*Aim of the exercise*
Every line of the entries below that includes "false" belongs in the answer, copied as written.
■ ■ ■ ■
//! List command implementation.
//!
//! Runs the same scan as the check modes and prints each matching process,
//! so a query can be debugged before it goes into a monitoring config.

use herakles_check_procs::process::{
    summarize, Attribute, Exclusions, MatchQuery, Matcher, ProcFs, ProcessRecord, ScanSummary,
};
use std::io::Write;

/// Prints `pid<TAB>attribute` per match and a summary line.
pub fn command_list(
    procfs: &ProcFs,
    query: &MatchQuery,
    exclude: &Exclusions,
    out: &mut dyn Write,
) -> Result<ScanSummary, Box<dyn std::error::Error>> {
    let records = procfs.collect(query.field, exclude)?;
    let matcher = Matcher::new(query);

    for ProcessRecord { pid, attribute } in &records {
        if let Attribute::Found(value) = attribute {
            if matcher.is_match(value) {
                writeln!(out, "{}\t{}", pid, value)?;
            }
        }
    }

    let summary = summarize(&records, &matcher);
    writeln!(
        out,
        "# matched={} scanned={} skipped={}",
        summary.matched, summary.scanned, summary.skipped
    )?;
    Ok(summary)
}
//! Matching process attributes against a query and counting the hits.

use crate::process::reader::{Attribute, MatchField, ProcessRecord};
use regex::Regex;
use tracing::warn;

/// How the query target is compared to an attribute.
#[derive(Debug, Clone, Copy, PartialEq, Eq)]
pub enum MatchMode {
    /// Full, case-sensitive string equality.
    Exact,
    /// Regular expression matching anywhere in the attribute.
    Regex,
}

/// What to look for and how. Fixed for one invocation.
#[derive(Debug, Clone, PartialEq, Eq)]
pub struct MatchQuery {
    pub target: String,
    pub field: MatchField,
    pub mode: MatchMode,
}

impl MatchQuery {
    pub fn new(target: impl Into<String>, field: MatchField, mode: MatchMode) -> Self {
        Self {
            target: target.into(),
            field,
            mode,
        }
    }
}

/// A query prepared for repeated comparisons.
///
/// An invalid regex produces a matcher that never matches.
#[derive(Debug, Clone)]
pub enum Matcher {
    Exact(String),
    Regex(Regex),
    Invalid,
}

impl Matcher {
    pub fn new(query: &MatchQuery) -> Self {
        match query.mode {
            MatchMode::Exact => Matcher::Exact(query.target.clone()),
            MatchMode::Regex => match Regex::new(&query.target) {
                Ok(re) => Matcher::Regex(re),
                Err(e) => {
                    warn!(
                        "Invalid regex '{}', treating every process as non-matching: {}",
                        query.target, e
                    );
                    Matcher::Invalid
                }
            },
        }
    }

    pub fn is_match(&self, attribute: &str) -> bool {
        match self {
            Matcher::Exact(target) => attribute == target,
            Matcher::Regex(re) => re.is_match(attribute),
            Matcher::Invalid => false,
        }
    }
}

/// Counts attributes matching `query`; each attribute counts at most once.
pub fn count<'a, I>(attributes: I, query: &MatchQuery) -> usize
where
    I: IntoIterator<Item = &'a str>,
{
    let matcher = Matcher::new(query);
    attributes
        .into_iter()
        .filter(|a| matcher.is_match(a))
        .count()
}

/// Result of matching one scan.
#[derive(Debug, Clone, Copy, Default, PartialEq, Eq)]
pub struct ScanSummary {
    /// Processes whose attribute matched.
    pub matched: usize,
    /// Processes whose attribute could be read.
    pub scanned: usize,
    /// Processes skipped because their record was gone or unreadable.
    pub skipped: usize,
}

/// Matches every readable record and tallies skips separately.
pub fn summarize(records: &[ProcessRecord], matcher: &Matcher) -> ScanSummary {
    let mut summary = ScanSummary::default();
    for record in records {
        match &record.attribute {
            Attribute::Found(value) => {
                summary.scanned += 1;
                if matcher.is_match(value) {
                    summary.matched += 1;
                }
            }
            Attribute::Skip(_) => summary.skipped += 1,
        }
    }
    summary
}
/// The NonSecure context's default monitor-call table: a pure yield-back
/// that performs no service of its own, per spec's Open Question on a
/// NonSecure OS — an embedder supplies its own `Handler` when one is
/// needed; this is the inert default the original's stub build ships too.
#[derive(Default)]
pub struct NonSecureHandler;

impl Handler for NonSecureHandler {
    fn handle(
        &mut self,
        ctx: &mut ExecutionContext,
        _mem: &mut dyn GuestMemory,
        _rpc: &mut RpcChannel,
        _services: &mut Services,
    ) -> Result<HandlerOutcome, MonitorError> {
        let id = CallId(ctx.arg(0) as usize);
        if id == CallId::EXIT {
            Ok(HandlerOutcome::Exit)
        } else {
            ctx.ret(0);
            Ok(HandlerOutcome::Continue)
        }
    }
}

/// A closed/open latch a `Scheduler`'s owner can poll from another core
/// (spec §4.3 "Done"). Backed by a plain `AtomicBool` rather than a lock —
/// it's a one-shot signal, not shared mutable state needing mutual
/// exclusion.
#[derive(Default)]
pub struct DoneFlag(AtomicBool);

impl DoneFlag {
    pub fn new() -> Self {
        Self(AtomicBool::new(false))
    }

    pub fn signal(&self) {
        self.0.store(true, Ordering::Release);
    }

    pub fn is_done(&self) -> bool {
        self.0.load(Ordering::Acquire)
    }
}

/// A context scheduled alongside the primary purely to detect divergence
/// (spec §4.7). Its own handler is never invoked — monitor-call side
/// effects happen once, against the primary — so only its register file
/// and dispatch/isolation backends live here.
pub struct Shadow {
    pub ctx: ExecutionContext,
    pub rpc: RpcChannel,
    dispatch: Box<dyn Dispatch>,
    isolation: Box<dyn IsolationEngine>,
}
■ ■ ■ ■
*Exercise output*
            Matcher::Invalid => false,
        Self(AtomicBool::new(false))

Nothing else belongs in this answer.